Una bata blanca, improvisadas paletas y decenas de pinceles forman el repertorio que nos espera en el taller de Víctor Manuel Aragón. En el resto de su residencia, las paredes acumulan reconocimientos, pinturas y reproducciones de algunos de sus trabajos emblemáticos, como el mural del Salón del Pueblo, del Palacio Legislativo, pero en su espacio de creación lo que sobresale es el lienzo de unas bañistas. “Solo le falta el fondo”, dice con una sonrisa traviesa el pintor de 89 años. Su gesto lo delata, su pasión por la plástica está tan fresca como esa obra, fresca como cuando era el chico que dibujaba sobre las banquetas.
Primer contacto
Originario de Santa Lucía Milpas Altas, el primer recuerdo que Víctor Manuel Aragón tiene del arte es cuando, con cuatro años, observaba cómo “el señor” elaboraba retratos de los transeúntes en el parque de Antigua Guatemala. Ese hombre, a quien siempre contempló de lejos, era su padre y de él, el pintor y grabador cree haber heredado algo.
Tiempo más tarde, cuando junto a su madre se mudó a la capital, le dio por utilizar las banquetas para retratar a carboncillo las escenas de las películas; hasta que uno de sus primos lo inscribió en la Academia de Bellas Artes. “De joven lo que uno quiere es aprender a dibujar y no está pensando en ser artista. Eso viene después, al encontrar el estilo, y cuando la gente comienza a reconocerlo como tal”, dice el autor.
La firma vino después
Sin duda ya había aprendido a dibujar cuando, a principios de la década de los 50, inspirado en las obras de los muralistas mexicanos, el diputado Julio Estrada de la Hoz pensó que al Palacio Legislativo le hacía falta una pieza que plasmara los ideales que inspiraron la Revolución de Octubre del 1944. Aunque muchos artistas se ofrecieron, el entonces presidente del Congreso de la República decidió que quería gente joven, de la academia. Así, la tarea fue encomendada a tres alumnos destacados: Aragón, Juan de Dios González y Miguel Ceballos Milián.

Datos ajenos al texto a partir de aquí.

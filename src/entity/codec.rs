//! Column codec: typed field values to and from their transport-safe JSON
//! representation, driven by the column's declared type.

use chrono::{DateTime, Utc};
use serde_json::Value;

use super::FieldValue;
use crate::error::{SyncError, SyncResult};

/// Static description of an enum column's variant set.
#[derive(Debug)]
pub struct EnumSpec {
    pub name: &'static str,
    /// Symbolic variant names, in declaration order.
    pub variants: &'static [&'static str],
}

impl EnumSpec {
    /// Resolve a transport value to a variant name: exact name lookup
    /// first, then value-based construction (integer ordinal into the
    /// variant list, or case-folded name match).
    pub fn resolve(&self, value: &Value) -> SyncResult<&'static str> {
        if let Some(raw) = value.as_str() {
            if let Some(variant) = self.variants.iter().find(|v| **v == raw) {
                return Ok(variant);
            }
            if let Some(variant) = self
                .variants
                .iter()
                .find(|v| v.eq_ignore_ascii_case(raw))
            {
                return Ok(variant);
            }
        } else if let Some(ordinal) = value.as_u64() {
            if let Some(variant) = self.variants.get(ordinal as usize) {
                return Ok(variant);
            }
        }

        Err(SyncError::UnknownEnumValue {
            name: self.name,
            value: value.to_string(),
        })
    }
}

/// Declared type of a persisted column.
#[derive(Debug, Clone, Copy)]
pub enum ColumnType {
    Bool,
    Int,
    Float,
    Text,
    Timestamp,
    Enum(&'static EnumSpec),
}

/// Encode a typed value into its transport representation. Enums encode to
/// their symbolic name, timestamps to an RFC 3339 string, everything else
/// passes through.
pub fn encode(value: &FieldValue) -> Value {
    match value {
        FieldValue::Null => Value::Null,
        FieldValue::Bool(b) => Value::Bool(*b),
        FieldValue::Int(i) => Value::from(*i),
        FieldValue::Float(f) => serde_json::Number::from_f64(*f)
            .map(Value::Number)
            .unwrap_or(Value::Null),
        FieldValue::Text(s) => Value::String(s.clone()),
        FieldValue::Enum(name) => Value::String(name.clone()),
        FieldValue::Timestamp(ts) => Value::String(ts.to_rfc3339()),
    }
}

/// Decode a transport value back into a typed value. Null decodes to null
/// unconditionally, independent of the column type.
pub fn decode(value: &Value, ty: ColumnType) -> SyncResult<FieldValue> {
    if value.is_null() {
        return Ok(FieldValue::Null);
    }

    match ty {
        ColumnType::Bool => value
            .as_bool()
            .map(FieldValue::Bool)
            .ok_or_else(|| mismatch("bool", value)),
        ColumnType::Int => value
            .as_i64()
            .map(FieldValue::Int)
            .ok_or_else(|| mismatch("integer", value)),
        ColumnType::Float => value
            .as_f64()
            .map(FieldValue::Float)
            .ok_or_else(|| mismatch("float", value)),
        ColumnType::Text => value
            .as_str()
            .map(|s| FieldValue::Text(s.to_string()))
            .ok_or_else(|| mismatch("text", value)),
        ColumnType::Timestamp => {
            let raw = value.as_str().ok_or_else(|| mismatch("timestamp", value))?;
            DateTime::parse_from_rfc3339(raw)
                .map(|ts| FieldValue::Timestamp(ts.with_timezone(&Utc)))
                .map_err(|_| SyncError::MalformedTimestamp(raw.to_string()))
        }
        ColumnType::Enum(spec) => spec
            .resolve(value)
            .map(|variant| FieldValue::Enum(variant.to_string())),
    }
}

fn mismatch(expected: &'static str, value: &Value) -> SyncError {
    SyncError::InvalidScalar {
        expected,
        value: value.to_string(),
    }
}
//! In-memory store backend.
//!
//! Tables are BTree-ordered over the binary-comparable key encoding, so
//! `scan` is deterministic and integer ids come back in insertion order,
//! the property the sync queue's FIFO discipline rests on. The `offline`
//! switch makes every operation fail the way an unreachable store would.

use std::collections::{BTreeMap, HashMap};
use std::sync::atomic::{AtomicBool, Ordering};
use std::sync::{Arc, RwLock};

use chrono::Utc;
use serde_json::Value;

use super::keys::encode_key;
use super::{EntityStore, Record, Row, WriteOp};
use crate::entity::{ColumnType, EntityRegistry};
use crate::error::{SyncError, SyncResult};

#[derive(Default)]
struct Table {
    rows: BTreeMap<Vec<u8>, Record>,
    next_id: i64,
}

pub struct MemoryStore {
    name: String,
    registry: Arc<EntityRegistry>,
    tables: RwLock<HashMap<String, Table>>,
    offline: AtomicBool,
}

impl MemoryStore {
    pub fn new(name: impl Into<String>, registry: Arc<EntityRegistry>) -> Self {
        Self {
            name: name.into(),
            registry,
            tables: RwLock::new(HashMap::new()),
            offline: AtomicBool::new(false),
        }
    }

    /// Simulate an outage: while offline, every operation fails with
    /// `StoreUnavailable`.
    pub fn set_offline(&self, offline: bool) {
        self.offline.store(offline, Ordering::SeqCst);
    }

    pub fn is_offline(&self) -> bool {
        self.offline.load(Ordering::SeqCst)
    }

    fn check_online(&self) -> SyncResult<()> {
        if self.is_offline() {
            return Err(SyncError::StoreUnavailable {
                store: self.name.clone(),
                reason: "store is offline".to_string(),
            });
        }
        Ok(())
    }

    /// Name of the integer primary-key column the store may assign itself,
    /// if the table has one. Tables without a registered descriptor (the
    /// queue's system table) get an implicit auto-increment `id`.
    fn auto_key_column(&self, entity_type: &str) -> Option<&'static str> {
        match self.registry.resolve(entity_type) {
            Ok(descriptor) => {
                let pk: Vec<_> = descriptor.primary_key_columns().collect();
                match pk.as_slice() {
                    [column] if column.generated && matches!(column.ty, ColumnType::Int) => {
                        Some(column.name)
                    }
                    _ => None,
                }
            }
            Err(_) => Some("id"),
        }
    }

    /// Fill server-default timestamp columns that arrived null or absent.
    /// Applied to new rows only; updates keep whatever they carry.
    fn fill_generated(&self, entity_type: &str, fields: &mut Row) {
        if let Ok(descriptor) = self.registry.resolve(entity_type) {
            for column in descriptor.columns {
                if column.generated && matches!(column.ty, ColumnType::Timestamp) {
                    let missing = fields
                        .get(column.name)
                        .map(Value::is_null)
                        .unwrap_or(true);
                    if missing {
                        fields.insert(
                            column.name.to_string(),
                            Value::String(Utc::now().to_rfc3339()),
                        );
                    }
                }
            }
        }
    }
}

impl EntityStore for MemoryStore {
    fn name(&self) -> &str {
        &self.name
    }

    fn get(&self, entity_type: &str, key: &[Value]) -> SyncResult<Option<Record>> {
        self.check_online()?;
        let tables = self.tables.read().unwrap();
        Ok(tables
            .get(entity_type)
            .and_then(|table| table.rows.get(&encode_key(key)).cloned()))
    }

    fn apply_batch(&self, batch: Vec<WriteOp>) -> SyncResult<Vec<Option<Record>>> {
        self.check_online()?;

        // Validate before touching anything so a rejected batch leaves the
        // store untouched.
        for op in &batch {
            if let WriteOp::Upsert {
                entity_type, key, ..
            } = op
            {
                if key.is_empty() && self.auto_key_column(entity_type).is_none() {
                    return Err(SyncError::BatchRejected {
                        store: self.name.clone(),
                        reason: format!(
                            "upsert into '{}' has no key and the table has no generated key column",
                            entity_type
                        ),
                    });
                }
            }
        }

        let mut tables = self.tables.write().unwrap();
        let mut results = Vec::with_capacity(batch.len());

        for op in batch {
            match op {
                WriteOp::Upsert {
                    entity_type,
                    key,
                    mut fields,
                } => {
                    let auto_column = self.auto_key_column(&entity_type);
                    let table = tables.entry(entity_type.clone()).or_default();

                    let key = if key.is_empty() {
                        let column = auto_column.expect("validated above");
                        table.next_id += 1;
                        let id = table.next_id;
                        fields.insert(column.to_string(), Value::from(id));
                        vec![Value::from(id)]
                    } else {
                        // Keep the counter ahead of explicitly keyed rows.
                        if let [component] = key.as_slice() {
                            if auto_column.is_some() {
                                if let Some(id) = component.as_i64() {
                                    table.next_id = table.next_id.max(id);
                                }
                            }
                        }
                        key
                    };

                    let encoded = encode_key(&key);
                    if !table.rows.contains_key(&encoded) {
                        self.fill_generated(&entity_type, &mut fields);
                    }

                    let record = Record { key, fields };
                    table.rows.insert(encoded, record.clone());
                    results.push(Some(record));
                }
                WriteOp::Delete { entity_type, key } => {
                    if let Some(table) = tables.get_mut(&entity_type) {
                        table.rows.remove(&encode_key(&key));
                    }
                    results.push(None);
                }
            }
        }

        Ok(results)
    }

    fn scan(&self, entity_type: &str) -> SyncResult<Vec<Record>> {
        self.check_online()?;
        let tables = self.tables.read().unwrap();
        Ok(tables
            .get(entity_type)
            .map(|table| table.rows.values().cloned().collect())
            .unwrap_or_default())
    }
}
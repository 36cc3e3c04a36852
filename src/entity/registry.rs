//! Compile-time entity registry. Each persisted type registers a static
//! descriptor at process startup; the drainer resolves the stable type
//! name stored in a queue row back to the descriptor through this map, so
//! an unknown type is a registration gap rather than a runtime parse of a
//! type name.

use std::collections::HashMap;

use super::codec::ColumnType;
use super::Entity;
use crate::error::{SyncError, SyncResult};

/// Static description of one persisted column.
#[derive(Debug)]
pub struct Column {
    pub name: &'static str,
    pub ty: ColumnType,
    pub primary_key: bool,
    /// Assigned by the store on insert: auto-increment ids and
    /// server-default timestamps.
    pub generated: bool,
}

/// Static description of one entity type: its stable name, its columns,
/// and a constructor for blank instances.
#[derive(Debug)]
pub struct EntityDescriptor {
    pub entity_type: &'static str,
    pub columns: &'static [Column],
    pub new_instance: fn() -> Box<dyn Entity>,
}

impl EntityDescriptor {
    pub fn column(&self, name: &str) -> Option<&Column> {
        self.columns.iter().find(|c| c.name == name)
    }

    pub fn primary_key_columns(&self) -> impl Iterator<Item = &Column> {
        self.columns.iter().filter(|c| c.primary_key)
    }
}

/// Entity-type name to descriptor map, populated once at startup.
#[derive(Default)]
pub struct EntityRegistry {
    types: HashMap<&'static str, &'static EntityDescriptor>,
}

impl EntityRegistry {
    pub fn new() -> Self {
        Self::default()
    }

    pub fn register(&mut self, descriptor: &'static EntityDescriptor) {
        self.types.insert(descriptor.entity_type, descriptor);
    }

    pub fn resolve(&self, entity_type: &str) -> SyncResult<&'static EntityDescriptor> {
        self.types
            .get(entity_type)
            .copied()
            .ok_or_else(|| SyncError::UnknownEntityType(entity_type.to_string()))
    }

    pub fn contains(&self, entity_type: &str) -> bool {
        self.types.contains_key(entity_type)
    }

    pub fn len(&self) -> usize {
        self.types.len()
    }

    pub fn is_empty(&self) -> bool {
        self.types.is_empty()
    }
}
use thiserror::Error;

#[derive(Error, Debug)]
pub enum SyncError {
    #[error("Unknown enum value {value} for enum '{name}'")]
    UnknownEnumValue { name: &'static str, value: String },

    #[error("Malformed timestamp: {0}")]
    MalformedTimestamp(String),

    #[error("Invalid {expected} value: {value}")]
    InvalidScalar { expected: &'static str, value: String },

    #[error("Unknown entity type '{0}'")]
    UnknownEntityType(String),

    #[error("Store '{store}' unavailable: {reason}")]
    StoreUnavailable { store: String, reason: String },

    #[error("Store '{store}' rejected batch: {reason}")]
    BatchRejected { store: String, reason: String },

    #[error("Corrupted queue row {id}: {reason}")]
    CorruptedQueueRow { id: i64, reason: String },

    #[error("Session is closed")]
    SessionClosed,

    #[error("JSON error: {0}")]
    JsonError(#[from] serde_json::Error),
}

pub type SyncResult<T> = Result<T, SyncError>;

impl SyncError {
    /// True for failures of the store round-trip itself. These are the
    /// errors the coordinator recovers from by falling back to the
    /// secondary store; everything else (codec, registry, corruption)
    /// would fail identically against either store and propagates.
    pub fn is_store_failure(&self) -> bool {
        matches!(
            self,
            Self::StoreUnavailable { .. } | Self::BatchRejected { .. }
        )
    }
}
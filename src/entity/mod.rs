//! Entity introspection: typed column values, the `Entity` trait, and the
//! compile-time registry that resolves a stored type name back to a
//! descriptor when operations are replayed from the queue.

pub mod codec;
pub mod registry;

use std::collections::BTreeMap;
use std::sync::{Arc, RwLock};

use chrono::{DateTime, Utc};

pub use codec::{ColumnType, EnumSpec};
pub use registry::{Column, EntityDescriptor, EntityRegistry};

/// A typed column value.
///
/// This is the in-memory side of the column codec; the transport side is
/// `serde_json::Value`. Enum values carry their symbolic variant name,
/// never an ordinal.
#[derive(Debug, Clone, PartialEq)]
pub enum FieldValue {
    Null,
    Bool(bool),
    Int(i64),
    Float(f64),
    Text(String),
    /// Symbolic variant name of an enum column.
    Enum(String),
    Timestamp(DateTime<Utc>),
}

impl FieldValue {
    pub fn is_null(&self) -> bool {
        matches!(self, Self::Null)
    }
}

/// Field-name to typed-value mapping, as produced by [`Entity::fields`].
pub type FieldMap = BTreeMap<String, FieldValue>;

/// Introspection surface every persisted entity type implements by hand.
///
/// `apply_fields` mutates only the fields present in the mapping and
/// ignores unknown field names, which keeps replay lenient when the queue
/// holds rows written by a newer schema.
pub trait Entity: Send + Sync {
    fn descriptor(&self) -> &'static EntityDescriptor;

    /// Primary-key values in column order. Empty until the store has
    /// assigned generated keys.
    fn primary_key(&self) -> Vec<FieldValue>;

    /// All persisted fields, primary-key columns included.
    fn fields(&self) -> FieldMap;

    fn apply_fields(&mut self, fields: &FieldMap);
}

/// Shared handle to an instance tracked by a session. The session keeps
/// one of these per pending mutation so that store-generated values can be
/// copied back onto the caller's object after a successful write.
pub type EntityHandle = Arc<RwLock<dyn Entity>>;

/// A primary key is usable for row matching only when every component is
/// set; a partially populated key means "not yet identified".
pub fn key_is_set(key: &[FieldValue]) -> bool {
    !key.is_empty() && key.iter().all(|component| !component.is_null())
}
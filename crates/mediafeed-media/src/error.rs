use thiserror::Error;

#[derive(Debug, Error)]
pub enum MediaError {
    #[error("failed to open file: {0}")]
    OpenFailed(String),

    #[error("no video stream found")]
    NoVideoStream,

    #[error("decoder error: {0}")]
    DecoderError(String),

    #[error("seek error: {0}")]
    SeekError(String),

    #[error("video too short for poster frame: {duration_secs:.2}s")]
    TooShort { duration_secs: f64 },

    #[error("image encode error: {0}")]
    Encode(#[from] image::ImageError),

    #[error("io error: {0}")]
    Io(#[from] std::io::Error),
}

pub type Result<T> = std::result::Result<T, MediaError>;
use chrono::{DateTime, Utc};
use serde::{Deserialize, Serialize};
use uuid::Uuid;

/// A stored unit of media: a still image, optional video bytes, caption,
/// id, and creation timestamp. Both payloads are carried inline; a video
/// record's `image_data` is its poster frame.
#[derive(Debug, Clone, Serialize, Deserialize, PartialEq)]
pub struct MediaRecord {
    pub id: Uuid,
    pub created_at: DateTime<Utc>,
    pub image_data: Vec<u8>,
    pub video_data: Option<Vec<u8>>,
    pub caption: Option<String>,
}

impl MediaRecord {
    pub fn new(image_data: Vec<u8>, video_data: Option<Vec<u8>>) -> Self {
        Self {
            id: Uuid::new_v4(),
            created_at: Utc::now(),
            image_data,
            video_data,
            caption: None,
        }
    }

    pub fn with_caption(mut self, caption: impl Into<String>) -> Self {
        self.caption = Some(caption.into());
        self
    }

    /// A record represents a video iff it carries video bytes.
    pub fn is_video(&self) -> bool {
        self.video_data.is_some()
    }
}
use rand::seq::IteratorRandom;
use uuid::Uuid;

use crate::error::Result;
use crate::record::MediaRecord;
use crate::store::MediaStore;

/// Feed-view model: the ordered record list behind the scrollable feed,
/// including the random-video pick for the header player.
#[derive(Debug, Clone, Default)]
pub struct Feed {
    records: Vec<MediaRecord>,
}

impl Feed {
    pub fn new() -> Self {
        Self {
            records: Vec::new(),
        }
    }

    /// Repopulate from storage.
    pub fn refresh(&mut self, store: &MediaStore) -> Result<()> {
        self.records = store.fetch_all()?;
        Ok(())
    }

    pub fn records(&self) -> &[MediaRecord] {
        &self.records
    }

    pub fn get(&self, id: Uuid) -> Option<&MediaRecord> {
        self.records.iter().find(|r| r.id == id)
    }

    pub fn len(&self) -> usize {
        self.records.len()
    }

    pub fn is_empty(&self) -> bool {
        self.records.is_empty()
    }

    /// Records that carry video bytes.
    pub fn videos(&self) -> impl Iterator<Item = &MediaRecord> {
        self.records.iter().filter(|r| r.is_video())
    }

    /// Uniform pick among the video records, for the header player.
    /// `None` when the feed holds no videos.
    pub fn random_video(&self) -> Option<&MediaRecord> {
        self.videos().choose(&mut rand::thread_rng())
    }
}
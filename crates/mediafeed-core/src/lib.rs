pub mod error;
pub mod feed;
pub mod record;
pub mod store;
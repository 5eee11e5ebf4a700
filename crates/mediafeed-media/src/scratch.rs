use std::io::Write;
use std::path::Path;

use tempfile::NamedTempFile;

use crate::error::Result;

/// Staged copy of in-memory video bytes, addressable by path so the decoder
/// can open it. The backing file lives in the system temp directory and is
/// removed when this value is dropped.
pub struct ScratchVideo {
    file: NamedTempFile,
}

impl ScratchVideo {
    pub fn write(bytes: &[u8]) -> Result<Self> {
        let mut file = tempfile::Builder::new()
            .prefix("mediafeed-")
            .suffix(".mp4")
            .tempfile()?;
        file.write_all(bytes)?;
        file.flush()?;
        Ok(Self { file })
    }

    pub fn path(&self) -> &Path {
        self.file.path()
    }
}
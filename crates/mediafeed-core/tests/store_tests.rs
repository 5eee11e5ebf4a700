use std::collections::HashSet;
use std::sync::Arc;

use mediafeed_core::error::StoreError;
use mediafeed_core::store::MediaStore;
use mediafeed_test_harness::{assertions, builders::MediaRecordBuilder, fixtures};

#[test]
fn test_create_then_fetch_roundtrip() {
    let store = MediaStore::open_in_memory().unwrap();

    let image = fixtures::test_image_jpeg(32, 32);
    let video = vec![0xde, 0xad, 0xbe, 0xef];
    let created = store.create(image.clone(), Some(video.clone())).unwrap();

    let records = store.fetch_all().unwrap();
    assert_eq!(records.len(), 1);
    assert_eq!(records[0].id, created.id);
    assert_eq!(records[0].image_data, image);
    assert_eq!(records[0].video_data.as_deref(), Some(video.as_slice()));
}

#[test]
fn test_image_record_has_no_video() {
    let store = MediaStore::open_in_memory().unwrap();

    let record = store
        .create(fixtures::test_image_jpeg(32, 32), None)
        .unwrap();
    assert!(!record.is_video());

    let fetched = store.fetch_all().unwrap();
    assert!(fetched[0].video_data.is_none());
}

#[test]
fn test_video_record_is_video() {
    let store = MediaStore::open_in_memory().unwrap();

    let record = store
        .create(fixtures::test_image_jpeg(32, 32), Some(vec![1, 2, 3]))
        .unwrap();
    assert!(record.is_video());
}

#[test]
fn test_create_rejects_empty_image() {
    let store = MediaStore::open_in_memory().unwrap();

    let result = store.create(Vec::new(), None);
    assert!(matches!(result, Err(StoreError::EmptyImage)));
    assert!(store.is_empty(), "failed create must not join the view");
}

#[test]
fn test_delete_removes_record() {
    let store = MediaStore::open_in_memory().unwrap();

    let keep = MediaRecordBuilder::new().create_in(&store).unwrap();
    let gone = MediaRecordBuilder::new().create_in(&store).unwrap();

    store.delete(gone.id).unwrap();

    assertions::assert_store_missing(&store, gone.id);
    assertions::assert_store_contains(&store, keep.id);
    assert_eq!(store.len(), 1);
}

#[test]
fn test_delete_unknown_id() {
    let store = MediaStore::open_in_memory().unwrap();
    let record = MediaRecordBuilder::new().create_in(&store).unwrap();

    let result = store.delete(uuid::Uuid::new_v4());
    assert!(matches!(result, Err(StoreError::RecordNotFound(_))));

    // The cached view must be untouched by the failed delete.
    assert_eq!(store.len(), 1);
    assertions::assert_store_contains(&store, record.id);
}

#[test]
fn test_fetch_all_ordered_by_creation_time() {
    let store = MediaStore::open_in_memory().unwrap();

    for _ in 0..5 {
        MediaRecordBuilder::new().create_in(&store).unwrap();
    }

    let records = store.fetch_all().unwrap();
    assert_eq!(records.len(), 5);
    assertions::assert_chronological(&records);
}

#[test]
fn test_records_survive_reopen() {
    let dir = fixtures::fixture_dir();
    let db_path = dir.path().join("feed.db");

    let created = {
        let store = MediaStore::open(&db_path).unwrap();
        store
            .create(fixtures::test_image_jpeg(16, 16), Some(vec![9, 9, 9]))
            .unwrap()
    };

    let store = MediaStore::open(&db_path).unwrap();
    let records = store.fetch_all().unwrap();
    assert_eq!(records.len(), 1);
    assert_eq!(records[0].id, created.id);
    assert_eq!(records[0].image_data, created.image_data);
    assert_eq!(records[0].video_data, created.video_data);
    assert_eq!(
        records[0].created_at.timestamp(),
        created.created_at.timestamp()
    );
}

#[test]
fn test_update_caption_persists() {
    let store = MediaStore::open_in_memory().unwrap();
    let record = MediaRecordBuilder::new().create_in(&store).unwrap();
    assert!(record.caption.is_none());

    let updated = store
        .update_caption(record.id, Some("sunset at the pier".into()))
        .unwrap();
    assert_eq!(updated.caption.as_deref(), Some("sunset at the pier"));

    let fetched = store.fetch_all().unwrap();
    assert_eq!(fetched[0].caption.as_deref(), Some("sunset at the pier"));

    let cleared = store.update_caption(record.id, None).unwrap();
    assert!(cleared.caption.is_none());
}

#[test]
fn test_update_caption_unknown_id() {
    let store = MediaStore::open_in_memory().unwrap();
    let result = store.update_caption(uuid::Uuid::new_v4(), Some("nope".into()));
    assert!(matches!(result, Err(StoreError::RecordNotFound(_))));
}

#[test]
fn test_cached_view_tracks_mutations() {
    let store = MediaStore::open_in_memory().unwrap();
    assert!(store.is_empty());

    let record = MediaRecordBuilder::new().create_in(&store).unwrap();
    assert_eq!(store.len(), 1);
    assert_eq!(store.records()[0].id, record.id);

    store.delete(record.id).unwrap();
    assert!(store.is_empty());
}

#[test]
fn test_concurrent_creates_distinct_ids() {
    let dir = fixtures::fixture_dir();
    let store = Arc::new(MediaStore::open(dir.path().join("concurrent.db")).unwrap());

    let handles: Vec<_> = (0..8)
        .map(|i| {
            let store = Arc::clone(&store);
            std::thread::spawn(move || store.create(vec![i as u8 + 1], None).unwrap().id)
        })
        .collect();

    let ids: HashSet<_> = handles.into_iter().map(|h| h.join().unwrap()).collect();
    assert_eq!(ids.len(), 8, "each create must yield a distinct id");
    assert_eq!(store.fetch_all().unwrap().len(), 8);
}
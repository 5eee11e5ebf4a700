use std::io::Cursor;
use std::path::{Path, PathBuf};
use std::process::Command;

/// Generate a small test video using ffmpeg's lavfi test source.
/// Returns the path to the generated file.
pub fn generate_test_video(output_dir: &Path, name: &str, duration_secs: f64) -> PathBuf {
    let output_path = output_dir.join(format!("{name}.mp4"));

    let status = Command::new("ffmpeg")
        .args([
            "-y",
            "-f",
            "lavfi",
            "-i",
            &format!("testsrc=duration={duration_secs}:size=320x240:rate=30"),
            "-c:v",
            "libx264",
            "-pix_fmt",
            "yuv420p",
            "-preset",
            "ultrafast",
        ])
        .arg(&output_path)
        .stderr(std::process::Stdio::null())
        .status()
        .expect("ffmpeg must be installed to generate test fixtures");

    assert!(
        status.success(),
        "ffmpeg failed to generate test video {name}"
    );
    assert!(output_path.exists(), "test video was not created: {name}");

    output_path
}

/// Generate a test video and read it back as inline bytes, the form a
/// video record carries.
pub fn test_video_bytes(output_dir: &Path, name: &str, duration_secs: f64) -> Vec<u8> {
    let path = generate_test_video(output_dir, name, duration_secs);
    std::fs::read(&path).expect("failed to read generated test video")
}

/// Small solid-color JPEG, the form an image record carries.
pub fn test_image_jpeg(width: u32, height: u32) -> Vec<u8> {
    let img = image::RgbImage::from_pixel(width, height, image::Rgb([200, 60, 60]));
    let mut out = Cursor::new(Vec::new());
    img.write_to(&mut out, image::ImageFormat::Jpeg)
        .expect("failed to encode fixture image");
    out.into_inner()
}

/// Get a temporary directory for test fixtures that persists for the test run.
pub fn fixture_dir() -> tempfile::TempDir {
    tempfile::TempDir::new().expect("failed to create temp dir for fixtures")
}

#[cfg(test)]
mod tests {
    use super::*;

    #[test]
    fn test_generate_test_video() {
        let dir = fixture_dir();
        let path = generate_test_video(dir.path(), "test_basic", 1.0);
        assert!(path.exists());
        let metadata = std::fs::metadata(&path).unwrap();
        assert!(metadata.len() > 0, "generated video should not be empty");
    }

    #[test]
    fn test_image_fixture_decodes() {
        let bytes = test_image_jpeg(64, 64);
        let img = image::load_from_memory(&bytes).unwrap();
        assert_eq!(img.width(), 64);
        assert_eq!(img.height(), 64);
    }
}
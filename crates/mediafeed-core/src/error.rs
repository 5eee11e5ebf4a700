use thiserror::Error;
use uuid::Uuid;

#[derive(Debug, Error)]
pub enum StoreError {
    #[error("media record not found: {0}")]
    RecordNotFound(Uuid),

    #[error("image data must not be empty")]
    EmptyImage,

    #[error("storage error: {0}")]
    Storage(#[from] rusqlite::Error),

    #[error("io error: {0}")]
    Io(#[from] std::io::Error),
}

pub type Result<T> = std::result::Result<T, StoreError>;
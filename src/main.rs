//! # aid CLI
//!
//! Aggregate image data from the command line.
//!
//! ## Usage
//! ```bash
//! aid ~/Pictures/whitney.jpg
//! aid ~/Pictures --ext jpg
//! aid ~/Pictures --ext dng --model leica
//! aid /raw --ext 'cr?' --mode lenses --sort count
//! aid ~/Music --mode embedded --create
//! ```

mod cli;

use std::panic::{self, AssertUnwindSafe};
use std::process::ExitCode;

fn panic_message(payload: &(dyn std::any::Any + Send)) -> &str {
    if let Some(message) = payload.downcast_ref::<&str>() {
        message
    } else if let Some(message) = payload.downcast_ref::<String>() {
        message
    } else {
        "unknown panic"
    }
}

fn main() -> ExitCode {
    image_data_aggregator::init_tracing();

    match panic::catch_unwind(AssertUnwindSafe(cli::run)) {
        Ok(Ok(())) => ExitCode::SUCCESS,
        Ok(Err(e)) => {
            eprintln!("error: {}", e);
            ExitCode::FAILURE
        }
        Err(payload) => {
            eprintln!("caught an unexpected fault: {}", panic_message(payload.as_ref()));
            ExitCode::FAILURE
        }
    }
}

Con estilos y colores completamente diferentes, los tres artistas decidieron en que no querían plasmar obras individuales, sino una que se relacionara. Un año les tomó armar la propuesta del mural; otro más, hacerlo; y casi 20, aceptar su autoría. “Cuando estábamos por terminarlo, Carlos Castillo Armas ya estaba cerca, y firmarlo nos hubiera comprometido políticamente. Tuvimos que repartirnos los proyectos para romperlos o desaparecerlos”, recuerda. Décadas después, cuando comandó la restauración de la pieza, aprovechó para plasmar las tres rúbricas. También, confiesa, guardó sus bocetos por un tiempo y más tarde los vendió.
El arte de Aragón estuvo presente además por 36 años en la División de Cartografía del Instituto Geográfico Nacional y participó en la tarea de realizar los primeros mapas técnicos y no turísticos del territorio. Gracias a ese trabajo, lo recomendaron para diseñar el actual escudo de Guatemala. “Todos usaban el azul que les daba la gana. Así que me mandaron un catálogo de colores y yo salía a mirar el cielo a todas horas para ver cuál le quedaba mejor a la bandera. Tuve que observar las ramas de laurel e ir al Museo de Armas en la Antigua, para distinguir las que los historiadores habían puesto originalmente”, indica.
Aunque la pintura ha ocupado la mayor parte de su tiempo y de su corazón, Aragón también tuvo sus coqueteos con el grabado. Entre 1953 y 1954 participó en el taller impartido por el mexicano Arturo García Bustos: “Fue un artista de calidad y un magnífico maestro. Sus temas sociales definitivamente influyeron en nosotros”. De esa época, las mejores pruebas las atesora el Museo de la Universidad de San Carlos en una colección.